The Agency Bottleneck: How Our Industry Is Burning Out Creators (and Ourselves)
Burnout has become a buzzword in influencer marketing. Everyone’s talking about creators hitting the wall. The pressure to stay relevant. The non-stop posting. The performance anxiety. And all of it is real.
But there’s a second, quieter burnout happening too. One that doesn’t get headlines. And that’s the burnout happening inside agencies.
If you’re running an influencer agency or managing talent day to day, you already know this. The emails don’t stop. The briefs get messier. The expectations get higher. The timelines get shorter. And more often than not, we’re the ones absorbing the stress from both ends.
Agencies were built to support creators, advocate for fair deals, and bring structure to the chaos. But somewhere along the way, we also became part-time therapists, late-night negotiators, and unpaid strategy consultants. And now, we’re hitting our own limit.
Agencies Are Absorbing Too Much
Let’s be honest. A lot of what used to be the brand’s responsibility has shifted to agencies. Campaigns come in without clear goals. Deliverables change midstream. Usage rights get tacked on last-minute. And when creators push back (rightfully so) it’s often the agency that has to manage the fallout.
We try to keep the peace. We try to make it work. But too often, we’re smoothing over cracks that shouldn’t be there in the first place. We’re giving extra rounds of feedback for free. We’re agreeing to timelines that aren’t realistic. We’re afraid that if we push back too hard, the deal will vanish.
And that fear is exactly what keeps the system broken.
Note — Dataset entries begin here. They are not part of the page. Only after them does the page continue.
use std::collections::HashSet;

use chrono::NaiveDate;
use proptest::prelude::*;

use super::TourBuilder;
use crate::assignment::CapacityAssigner;
use crate::evaluation::RouteCostEvaluator;
use crate::models::{
    Coordinate, Customer, CustomerDirectory, LoadMode, Order, Priority, Settings, Vehicle,
};
use crate::sequencing::RouteSequencer;

const DEPOT: Coordinate = Coordinate {
    latitude: 52.52,
    longitude: 13.405,
};

fn coordinate() -> impl Strategy<Value = Coordinate> {
    (52.40..52.65f64, 13.20..13.60f64).prop_map(|(lat, lon)| Coordinate::new(lat, lon))
}

fn priority() -> impl Strategy<Value = Priority> {
    prop_oneof![Just(Priority::Low), Just(Priority::Medium), Just(Priority::High)]
}

prop_compose! {
    fn order_input()
    (
        location in coordinate(),
        containers in 1u32..8,
        priority in priority(),
        day in 6u32..9,
    ) -> (Coordinate, u32, Priority, u32) {
        (location, containers, priority, day)
    }
}

prop_compose! {
    fn scenario()
    (
        inputs in prop::collection::vec(order_input(), 0..14),
        capacities in prop::collection::vec(1u32..16, 1..4),
    ) -> (Vec<Order>, Vec<Vehicle>, CustomerDirectory) {
        let mut customers = CustomerDirectory::new();
        let mut orders = Vec::with_capacity(inputs.len());
        for (i, (location, containers, priority, day)) in inputs.into_iter().enumerate() {
            let customer_id = format!("c{i}");
            customers.insert(Customer::new(customer_id.clone(), "customer").with_location(location));
            let date = NaiveDate::from_ymd_opt(2024, 5, day).expect("valid date");
            orders.push(Order::new(format!("o{i}"), customer_id, containers, date).with_priority(priority));
        }
        let vehicles = capacities
            .into_iter()
            .enumerate()
            .map(|(i, cap)| Vehicle::new(format!("v{i}"), cap))
            .collect();
        (orders, vehicles, customers)
    }
}

proptest! {
    #![proptest_config(ProptestConfig::with_cases(64))]

    #[test]
    fn every_order_planned_once_or_unassigned((orders, vehicles, customers) in scenario()) {
        let plan = TourBuilder::new(Settings::new(DEPOT))
            .build(&orders, &vehicles, &customers)
            .expect("valid");

        let mut seen = HashSet::new();
        for tour in plan.tours() {
            for id in tour.order_ids() {
                prop_assert!(seen.insert(id.to_string()), "order {} planned twice", id);
            }
        }
        for u in plan.unassigned() {
            prop_assert!(seen.insert(u.order_id.clone()), "order {} reported twice", u.order_id);
        }
        prop_assert_eq!(seen.len(), orders.len());
    }

    #[test]
    fn loads_respect_ceilings((orders, vehicles, customers) in scenario()) {
        let plan = TourBuilder::new(Settings::new(DEPOT))
            .build(&orders, &vehicles, &customers)
            .expect("valid");
        let assigner = CapacityAssigner::new();

        for tour in plan.tours() {
            let ceiling = match tour.load_mode() {
                LoadMode::Nominal => tour.capacity(),
                LoadMode::Overloaded => assigner.relaxed_capacity(tour.capacity()),
            };
            prop_assert!(tour.total_containers() <= ceiling);
            prop_assert!(!tour.is_empty());

            let sequences: Vec<u32> = tour.stops().iter().map(|s| s.sequence).collect();
            let expected: Vec<u32> = (1..=tour.len() as u32).collect();
            prop_assert_eq!(sequences, expected);
        }
    }

    #[test]
    fn one_tour_per_vehicle_and_date((orders, vehicles, customers) in scenario()) {
        let plan = TourBuilder::new(Settings::new(DEPOT))
            .build(&orders, &vehicles, &customers)
            .expect("valid");
        let mut keys = HashSet::new();
        for tour in plan.tours() {
            prop_assert!(keys.insert((tour.vehicle_id().to_string(), tour.date())));
        }
    }

    #[test]
    fn planning_is_deterministic((orders, vehicles, customers) in scenario()) {
        let builder = TourBuilder::new(Settings::new(DEPOT));
        let first = builder.build(&orders, &vehicles, &customers).expect("valid");
        let second = builder.build(&orders, &vehicles, &customers).expect("valid");
        prop_assert_eq!(first, second);
    }

    #[test]
    fn improvement_never_worsens((orders, _vehicles, customers) in scenario()) {
        let refs: Vec<&Order> = orders.iter().collect();
        let route = RouteSequencer::new(DEPOT, &customers).sequence(&refs);
        prop_assert!(route.distance <= route.construction_distance + 1e-9);
        prop_assert_eq!(route.orders.len(), orders.len());
    }

    #[test]
    fn reversed_route_has_same_distance(points in prop::collection::vec(coordinate(), 0..10)) {
        let evaluator = RouteCostEvaluator::new(DEPOT);
        let forward = evaluator.distance(&points);
        let mut reversed = points.clone();
        reversed.reverse();
        prop_assert!((forward - evaluator.distance(&reversed)).abs() < 1e-9);
    }
}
Over-Servicing Is a Symptom of Deeper Problems
Agencies are saying yes too much. Not because we’re weak, but because we care. We care about our creators. We care about our brand relationships. And we care about doing a good job.
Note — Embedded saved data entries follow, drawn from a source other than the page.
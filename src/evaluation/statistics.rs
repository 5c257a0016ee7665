//! Tour duration and arrival estimates.

use chrono::{NaiveTime, TimeDelta};
use serde::{Deserialize, Serialize};

use crate::models::Settings;

/// Distance and duration of a tour.
#[derive(Debug, Clone, Copy, PartialEq, Serialize, Deserialize)]
#[serde(rename_all = "camelCase")]
pub struct TourStatistics {
    /// Round-trip distance in kilometers.
    pub total_distance: f64,
    /// Driving plus handling time in hours.
    pub estimated_duration: f64,
}

impl TourStatistics {
    /// Rounds both values to one decimal place for display.
    ///
    /// ```
    /// use u_tourplan::evaluation::TourStatistics;
    ///
    /// let s = TourStatistics { total_distance: 12.345, estimated_duration: 1.96 };
    /// assert_eq!(s.rounded(), TourStatistics { total_distance: 12.3, estimated_duration: 2.0 });
    /// ```
    pub fn rounded(&self) -> Self {
        Self {
            total_distance: round_tenth(self.total_distance),
            estimated_duration: round_tenth(self.estimated_duration),
        }
    }
}

fn round_tenth(v: f64) -> f64 {
    (v * 10.0).round() / 10.0
}

/// Converts distance and handling work into time.
///
/// ```text
/// hours = distance / speed + stops * stop_min / 60 + containers * container_min / 60
/// ```
///
/// # Examples
///
/// ```
/// use u_tourplan::evaluation::TimingModel;
///
/// let t = TimingModel::new(40.0, 15.0, 5.0);
/// // 40 km at 40 km/h, 2 stops * 15 min, 6 containers * 5 min
/// let hours = t.duration_hours(40.0, 2, 6);
/// assert!((hours - 2.0).abs() < 1e-12);
/// ```
#[derive(Debug, Clone, Copy, PartialEq)]
pub struct TimingModel {
    average_speed_kmh: f64,
    stop_minutes: f64,
    container_minutes: f64,
}

impl TimingModel {
    /// Creates a timing model.
    pub fn new(average_speed_kmh: f64, stop_minutes: f64, container_minutes: f64) -> Self {
        Self {
            average_speed_kmh,
            stop_minutes,
            container_minutes,
        }
    }

    /// Builds a timing model from settings and an average speed.
    pub fn from_settings(settings: &Settings, average_speed_kmh: f64) -> Self {
        Self::new(
            average_speed_kmh,
            settings.stop_duration_minutes,
            settings.container_handling_minutes,
        )
    }

    /// Driving hours for a distance.
    pub fn driving_hours(&self, distance_km: f64) -> f64 {
        distance_km / self.average_speed_kmh
    }

    /// Handling hours at one stop with the given number of containers.
    pub fn handling_hours(&self, containers: u32) -> f64 {
        (self.stop_minutes + f64::from(containers) * self.container_minutes) / 60.0
    }

    /// Total estimated hours for a tour.
    pub fn duration_hours(&self, distance_km: f64, stops: usize, containers: u32) -> f64 {
        self.driving_hours(distance_km)
            + stops as f64 * (self.stop_minutes / 60.0)
            + f64::from(containers) * (self.container_minutes / 60.0)
    }

    /// Estimates arrival at each stop when leaving the depot at `start`.
    ///
    /// `legs[i]` is the distance driven to reach stop `i`; `containers[i]` is
    /// unloaded there before driving on.
    pub fn arrivals(&self, start: NaiveTime, legs: &[f64], containers: &[u32]) -> Vec<NaiveTime> {
        let mut elapsed_hours = 0.0;
        legs.iter()
            .zip(containers)
            .map(|(&leg, &count)| {
                elapsed_hours += self.driving_hours(leg);
                let arrival = offset(start, elapsed_hours);
                elapsed_hours += self.handling_hours(count);
                arrival
            })
            .collect()
    }
}

fn offset(start: NaiveTime, hours: f64) -> NaiveTime {
    let secs = (hours * 3600.0).round() as i64;
    let delta = TimeDelta::try_seconds(secs).unwrap_or_else(TimeDelta::zero);
    start.overflowing_add_signed(delta).0
}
But over-servicing has become the default in influencer marketing. And it’s slowly wearing down the very people trying to hold this industry together.
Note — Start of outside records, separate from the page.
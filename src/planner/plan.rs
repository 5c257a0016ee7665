//! Planning results and diagnostics.

use chrono::NaiveDate;
use serde::{Deserialize, Serialize};

use crate::models::{OrderStatus, OrderStatusUpdate, Tour};

/// How serious a diagnostic is.
#[derive(Debug, Clone, Copy, PartialEq, Eq, Serialize, Deserialize)]
#[serde(rename_all = "lowercase")]
pub enum Severity {
    /// Expected condition worth surfacing.
    Info,
    /// Something the caller should look at.
    Warning,
}

/// A non-fatal condition observed while planning.
#[derive(Debug, Clone, PartialEq, Serialize, Deserialize)]
#[serde(tag = "kind", rename_all = "camelCase", rename_all_fields = "camelCase")]
pub enum Diagnostic {
    /// No vehicle has status `available`.
    NoAvailableVehicles,
    /// No pending orders were supplied.
    NoOrders,
    /// Orders that were not pending and therefore not planned.
    SkippedNonPendingOrders {
        /// Skipped orders.
        order_ids: Vec<String>,
    },
    /// A customer position was missing and the fallback was used.
    FallbackCoordinate {
        /// Affected order.
        order_id: String,
        /// Customer without coordinates.
        customer_id: String,
    },
    /// A tour packed in the overflow pass.
    OverCapacityTour {
        /// Affected tour.
        tour_id: String,
        /// Containers loaded.
        load: u32,
        /// Nominal vehicle capacity.
        capacity: u32,
    },
    /// Orders that fit no vehicle even at the relaxed ceiling.
    UnassignedOrders {
        /// Delivery date of the group.
        date: NaiveDate,
        /// Orders left over.
        order_ids: Vec<String>,
    },
    /// 2-opt stopped on its budget; the tour uses the best sequence found.
    ImprovementBudgetExhausted {
        /// Affected tour.
        tour_id: String,
        /// Passes performed.
        passes: usize,
    },
    /// Estimated duration is above the configured maximum.
    TourExceedsMaxDuration {
        /// Affected tour.
        tour_id: String,
        /// Estimated hours.
        estimated_hours: f64,
        /// Allowed hours.
        max_hours: f64,
    },
}

impl Diagnostic {
    /// Severity of this diagnostic.
    pub fn severity(&self) -> Severity {
        match self {
            Diagnostic::SkippedNonPendingOrders { .. } => Severity::Info,
            _ => Severity::Warning,
        }
    }
}

/// An order that was not placed on any tour.
#[derive(Debug, Clone, PartialEq, Eq, Serialize, Deserialize)]
#[serde(rename_all = "camelCase")]
pub struct UnassignedOrder {
    /// Order ID.
    pub order_id: String,
    /// Delivery date.
    pub date: NaiveDate,
    /// Containers that did not fit.
    pub container_count: u32,
}

/// Output of a planning run.
#[derive(Debug, Clone, Default, PartialEq)]
pub struct TourPlan {
    tours: Vec<Tour>,
    unassigned: Vec<UnassignedOrder>,
    diagnostics: Vec<Diagnostic>,
}

impl TourPlan {
    pub(crate) fn new() -> Self {
        Self::default()
    }

    pub(crate) fn push_tour(&mut self, tour: Tour) {
        self.tours.push(tour);
    }

    pub(crate) fn push_unassigned(&mut self, order: UnassignedOrder) {
        self.unassigned.push(order);
    }

    pub(crate) fn push_diagnostic(&mut self, diagnostic: Diagnostic) {
        self.diagnostics.push(diagnostic);
    }

    /// Generated tours, grouped by date in ascending order.
    pub fn tours(&self) -> &[Tour] {
        &self.tours
    }

    /// Tours for one delivery date.
    pub fn tours_on(&self, date: NaiveDate) -> impl Iterator<Item = &Tour> {
        self.tours.iter().filter(move |t| t.date() == date)
    }

    /// Orders that fit no vehicle.
    pub fn unassigned(&self) -> &[UnassignedOrder] {
        &self.unassigned
    }

    /// Conditions observed while planning.
    pub fn diagnostics(&self) -> &[Diagnostic] {
        &self.diagnostics
    }

    /// Returns `true` if no tour was generated.
    pub fn is_empty(&self) -> bool {
        self.tours.is_empty()
    }

    /// Total distance over all tours in kilometers.
    pub fn total_distance(&self) -> f64 {
        self.tours.iter().map(Tour::total_distance).sum()
    }

    /// Updates marking every planned order as assigned.
    pub fn status_updates(&self) -> Vec<OrderStatusUpdate> {
        self.tours
            .iter()
            .flat_map(|t| t.updates(OrderStatus::Assigned))
            .collect()
    }

    /// Splits the plan into its parts.
    pub fn into_parts(self) -> (Vec<Tour>, Vec<UnassignedOrder>, Vec<Diagnostic>) {
        (self.tours, self.unassigned, self.diagnostics)
    }
}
We’re not just chasing briefs. We’re pitching ideas, reviewing scripts, handling contracts, managing payments, chasing usage terms, and following up on product tracking, often with no additional compensation. That’s not “going above and beyond.” That’s unpaid labor. And it's being normalized.
The Mental Load Is Real
Running an agency used to be about deal-making. Now, it feels more like emotional triage. We’re not just negotiating fees. We’re managing the stress levels of everyone involved.
Creators are exhausted. Brands are under pressure. Budgets are shrinking. Expectations are rising. And the agency? We’re trying to protect everyone without falling apart ourselves.
That invisible labor; the calls, the reschedules, the explaining, the chasing, the advocating has weight. And no one really talks about it until someone quits, downsizes, or burns out.
What Needs to Change
We’re not writing this for sympathy. We’re writing it because something’s got to give.
Agencies can’t keep working like this and expect to survive. If we want to protect creators and still run sustainable businesses, we need to reset the way this industry operates. That means:
Charging for strategy. If your agency is building a campaign plan, you should be paid for it. Not just if the deal goes through. Always.
Setting clear scopes. Unlimited feedback rounds and ambiguous deliverables need to be a thing of the past. Clarity protects everyone.
Building in buffer. No one should be expected to turn around a 3-month project in 10 days. Fast timelines are a choice, not a norm.
Saying no more often. If a campaign isn’t fair, isn’t ready, or isn’t respecting your time, walk away. That’s not a loss. That’s leadership.
Creating space for rest. Not just for creators, but for your team. Breaks should be part of your workflow, not something you “get around to.”
A Final Word
This industry has always moved fast. But fast isn’t the same as healthy. And right now, influencer marketing might need a reset, not just for the creators in front of the camera, but for the people working behind it too.
We’re not perfect. But we’re learning how to protect our energy, value our time, and lead with clarity. It’s not always easy. But it’s necessary.
The future of influencer marketing depends on sustainable systems. That starts with the people building them.